Time away from the day-to-day grind of high-pressure competitive sports can lead to thoughtful reflections on one’s life.
For Naomi Osaka, professional tennis’ hiatus this spring due to the COVID-19 pandemic has provided lots of time to think.
Osaka, the world’s 10th-ranked women’s singles player, recently spoke to CNN Sport about how she’s using time away from her high-profile job due to the coronavirus outbreak to reflect on her life.
The two-time Grand Slam Singles champion, who was born in Osaka, revealed she’s been carefully poring over her personality, which is something that has troubled her.
“I think people know me as being really shy,” Osaka told CNN Sport’s Christina Macfarlane in a report broadcast this week before adding, “I want to take the quarantine time to just think about everything, and for me, I have a lot of regrets before I go to sleep.”
What does she regret?
“Most of the regrets are because I don’t speak out about what I’m thinking,” the 22-year-old Osaka stated while speaking from her kitchen in her Los Angeles home. “I feel like if I asserted myself, I would have gotten the opportunity to see what would have happened.”
Interestingly enough, Osaka doesn’t consider tennis her main focus right now.
“I want to take this time to learn something new,” she told CNN (Video here), “because I’m pretty sure I won’t have this much free time ever again.
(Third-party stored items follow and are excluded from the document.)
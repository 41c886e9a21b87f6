//! Outreach Common - Shared types and utilities
//!
//! This crate provides the identifiers, phone-number handling, status codes,
//! configuration and error types shared across all Outreach components.

pub mod config;
pub mod error;
pub mod types;

pub use config::Config;
pub use error::{Error, Result};
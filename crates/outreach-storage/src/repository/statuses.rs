//! Status repository
//!
//! Global statuses (`tenant_id IS NULL`) are seeded by the initial migration;
//! tenant statuses are admin data.

use super::db_error;
use crate::db::DatabasePool;
use crate::models::Status;
use async_trait::async_trait;
use outreach_common::types::{GlobalStatus, StatusId, StatusRef, TenantId};
use outreach_common::{Error, Result};
use uuid::Uuid;

/// Status repository trait
#[async_trait]
pub trait StatusRepository: Send + Sync {
    async fn find_global(&self, status: GlobalStatus) -> Result<Option<Status>>;
    async fn find_by_tenant(&self, tenant_id: TenantId, code: i32) -> Result<Option<Status>>;
    async fn get(&self, id: StatusId) -> Result<Option<Status>>;
    async fn create(&self, tenant_id: TenantId, code: i32, name: &str) -> Result<Status>;

    /// Resolve a status reference to its row, dispatching on the scope
    async fn resolve(&self, status: StatusRef) -> Result<Option<Status>> {
        match status {
            StatusRef::Global { status } => self.find_global(status).await,
            StatusRef::Tenant { tenant_id, code } => self.find_by_tenant(tenant_id, code).await,
        }
    }
}

/// Database status repository
pub struct DbStatusRepository {
    pool: DatabasePool,
}

impl DbStatusRepository {
    pub fn new(pool: DatabasePool) -> Self {
        Self { pool }
    }
}

#[async_trait]
impl StatusRepository for DbStatusRepository {
    async fn find_global(&self, status: GlobalStatus) -> Result<Option<Status>> {
        sqlx::query_as::<_, Status>(
            "SELECT * FROM statuses WHERE tenant_id IS NULL AND code = $1",
        )
        .bind(status.code())
        .fetch_optional(self.pool.pool())
        .await
        .map_err(db_error)
    }

    async fn find_by_tenant(&self, tenant_id: TenantId, code: i32) -> Result<Option<Status>> {
        sqlx::query_as::<_, Status>("SELECT * FROM statuses WHERE tenant_id = $1 AND code = $2")
            .bind(tenant_id)
            .bind(code)
            .fetch_optional(self.pool.pool())
            .await
            .map_err(db_error)
    }

    async fn get(&self, id: StatusId) -> Result<Option<Status>> {
        sqlx::query_as::<_, Status>("SELECT * FROM statuses WHERE id = $1")
            .bind(id)
            .fetch_optional(self.pool.pool())
            .await
            .map_err(db_error)
    }

    async fn create(&self, tenant_id: TenantId, code: i32, name: &str) -> Result<Status> {
        if code < 0 {
            return Err(Error::Validation(
                "Negative status codes are reserved".to_string(),
            ));
        }

        sqlx::query_as::<_, Status>(
            r#"
            INSERT INTO statuses (id, tenant_id, code, name)
            VALUES ($1, $2, $3, $4)
            RETURNING *
            "#,
        )
        .bind(Uuid::now_v7())
        .bind(tenant_id)
        .bind(code)
        .bind(name)
        .fetch_one(self.pool.pool())
        .await
        .map_err(db_error)
    }
}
It’s not like I’ll forget how to play tennis.”
Update From The Pool
FINA, aquatic sports’ world governing body, recently announced that the canceled 2021 World Swimming Championships will be held in 2022 in Fukuoka.
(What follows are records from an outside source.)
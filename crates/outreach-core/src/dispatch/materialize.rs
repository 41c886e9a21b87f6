//! Conversation materialization
//!
//! Pure construction of the [`NewConversation`] opened by a send that found
//! no existing conversation.

use super::SendRequest;
use crate::gateway::{ChannelConfig, Member, MemberKind, NewConversation};
use chrono::{DateTime, Duration, Utc};
use outreach_common::config::DispatchConfig;
use outreach_common::types::{Attribute, SendOrigin};
use outreach_storage::models::SendSetting;

/// Tag of the automated flow opening a conversation.
///
/// Campaign sends always use the campaign tag; otherwise the action is
/// looked up in the configured action table.
pub fn created_by_channel(
    config: &DispatchConfig,
    origin: SendOrigin,
    action: Option<&str>,
) -> Option<String> {
    match origin {
        SendOrigin::Campaign { .. } => Some(config.campaign_channel.clone()),
        SendOrigin::Api => action.and_then(|a| config.action_channels.get(a).cloned()),
    }
}

/// Members of a new conversation: system and user always, the bot only when
/// an action will run and no team takes over routing
pub fn members(
    config: &DispatchConfig,
    request: &SendRequest,
    channel: &ChannelConfig,
    action: Option<&str>,
    team_id: Option<&str>,
) -> Vec<Member> {
    let mut members = vec![
        Member::new(config.system_member_id.clone(), MemberKind::System),
        Member::new(request.phone.as_str(), MemberKind::User),
    ];
    if let (Some(bot_id), Some(_), None) = (channel.bot_id.as_deref(), action, team_id) {
        members.push(Member::new(bot_id, MemberKind::Bot));
    }
    members
}

/// Setting tags followed by request tags, without duplicates
pub fn tags(setting: &SendSetting, request: &SendRequest) -> Vec<String> {
    let mut tags = setting.tags_vec();
    for tag in &request.tags {
        if !tags.contains(tag) {
            tags.push(tag.clone());
        }
    }
    tags
}

/// Inputs resolved by the dispatcher before a conversation is opened
pub struct Plan<'a> {
    pub request: &'a SendRequest,
    pub setting: &'a SendSetting,
    pub channel: &'a ChannelConfig,
    pub attributes: Vec<Attribute>,
    pub action: Option<&'a str>,
    pub rating_enabled: bool,
    pub now: DateTime<Utc>,
}

pub fn new_conversation(config: &DispatchConfig, plan: Plan<'_>) -> NewConversation {
    let Plan {
        request,
        setting,
        channel,
        attributes,
        action,
        rating_enabled,
        now,
    } = plan;

    let team_id = request.team_id.clone().or_else(|| setting.team_id.clone());
    let created_by_channel = created_by_channel(config, request.origin, action);
    let omit_event = created_by_channel
        .as_ref()
        .is_some_and(|c| config.omit_event_channels.contains(c));

    NewConversation {
        tenant_id: request.tenant_id,
        workspace_id: channel.workspace_id.clone(),
        channel_id: channel.channel_id.clone(),
        phone: request.phone.as_str().to_string(),
        members: members(config, request, channel, action, team_id.as_deref()),
        tags: tags(setting, request),
        attributes,
        team_id,
        assigned_user_id: request.user_id.clone(),
        created_by_channel,
        omit_event,
        objective: setting.objective.clone(),
        rating_enabled,
        channel_expires_at: channel
            .session_window_hours
            .filter(|h| *h > 0)
            .and_then(Duration::try_hours)
            .and_then(|window| now.checked_add_signed(window)),
        expires_at: setting.expiration_policy().and_then(|p| p.deadline_from(now)),
        suspended_until: setting.suspend_policy().and_then(|p| p.deadline_from(now)),
    }
}

#[cfg(test)]
mod tests {
    use super::*;
    use crate::testing::{request, send_setting};
    use pretty_assertions::assert_eq;
    use uuid::Uuid;

    fn channel(bot: Option<&str>, window: Option<i64>) -> ChannelConfig {
        ChannelConfig {
            enabled: true,
            workspace_id: "ws-1".to_string(),
            channel_id: "chan-1".to_string(),
            bot_id: bot.map(str::to_string),
            session_window_hours: window,
        }
    }

    #[test]
    fn test_created_by_channel() {
        let config = DispatchConfig::default();
        assert_eq!(
            created_by_channel(&config, SendOrigin::Api, Some("reminder")),
            Some("reminder".to_string())
        );
        assert_eq!(created_by_channel(&config, SendOrigin::Api, Some("unknown")), None);
        assert_eq!(created_by_channel(&config, SendOrigin::Api, None), None);
        assert_eq!(
            created_by_channel(
                &config,
                SendOrigin::Campaign {
                    campaign_id: Uuid::new_v4()
                },
                Some("reminder")
            ),
            Some("campaign".to_string())
        );
    }

    #[test]
    fn test_bot_member_requires_action_without_team() {
        let config = DispatchConfig::default();
        let setting = send_setting(Uuid::new_v4());
        let req = request(&setting, "11987654321");
        let chan = channel(Some("bot-1"), None);

        let kinds = |m: Vec<Member>| m.into_iter().map(|m| m.kind).collect::<Vec<_>>();
        assert_eq!(
            kinds(members(&config, &req, &chan, Some("reminder"), None)),
            vec![MemberKind::System, MemberKind::User, MemberKind::Bot]
        );
        assert_eq!(
            kinds(members(&config, &req, &chan, None, None)),
            vec![MemberKind::System, MemberKind::User]
        );
        assert_eq!(
            kinds(members(&config, &req, &chan, Some("reminder"), Some("team-1"))),
            vec![MemberKind::System, MemberKind::User]
        );
    }

    #[test]
    fn test_deadlines_from_policies() {
        let config = DispatchConfig::default();
        let mut setting = send_setting(Uuid::new_v4());
        setting.expiration_value = Some(2);
        setting.expiration_unit = Some("hours".to_string());
        let req = request(&setting, "11987654321");
        let now = Utc::now();

        let planned = new_conversation(
            &config,
            Plan {
                request: &req,
                setting: &setting,
                channel: &channel(None, Some(24)),
                attributes: req.merged_attributes(),
                action: Some("confirmation"),
                rating_enabled: false,
                now,
            },
        );

        assert_eq!(planned.expires_at, Some(now + Duration::hours(2)));
        assert_eq!(planned.suspended_until, None);
        assert_eq!(planned.channel_expires_at, Some(now + Duration::hours(24)));
        assert_eq!(planned.created_by_channel.as_deref(), Some("confirmation"));
        assert!(planned.omit_event);
        assert_eq!(planned.phone, "5511987654321");
    }

    #[test]
    fn test_oversized_policies_leave_no_deadline() {
        let config = DispatchConfig::default();
        let mut setting = send_setting(Uuid::new_v4());
        setting.expiration_value = Some(i64::MAX);
        setting.expiration_unit = Some("days".to_string());
        setting.suspend_value = Some(200_000_000);
        setting.suspend_unit = Some("days".to_string());
        let req = request(&setting, "11987654321");

        let planned = new_conversation(
            &config,
            Plan {
                request: &req,
                setting: &setting,
                channel: &channel(None, Some(i64::MAX)),
                attributes: req.merged_attributes(),
                action: None,
                rating_enabled: false,
                now: Utc::now(),
            },
        );

        assert_eq!(planned.expires_at, None);
        assert_eq!(planned.suspended_until, None);
        assert_eq!(planned.channel_expires_at, None);
    }
}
The specific dates for the rescheduled extravaganza: May 13-29, 2022.
FINA President Julio Maglione said in a statement, “After liaising with the relevant stakeholders and receiving feedback from them, we have no doubt that the decision taken will provide the best possible conditions for all participants at the championships. We look forward to witnessing the world’s best aquatic athletes from around the world competing in the city of Fukuoka in 2022.
“At a time of unprecedented uncertainty, FINA hopes the announcement of these dates will allow for some clarity in planning for all concerned.”
Additional events at the worlds include diving, water polo, synchronized swimming and open-water swimming.
Fukuoka previously hosted the World Swimming Championships in July 2001.
Dates Announced For 2023 FIBA World Cup
The competition schedule for the 2023 FIBA World Cup is now set, as announced by basketball’s world governing body earlier this week.
Competition will tip off on August 25 and conclude on September 10, with games in Indonesia, Japan and the Philippines.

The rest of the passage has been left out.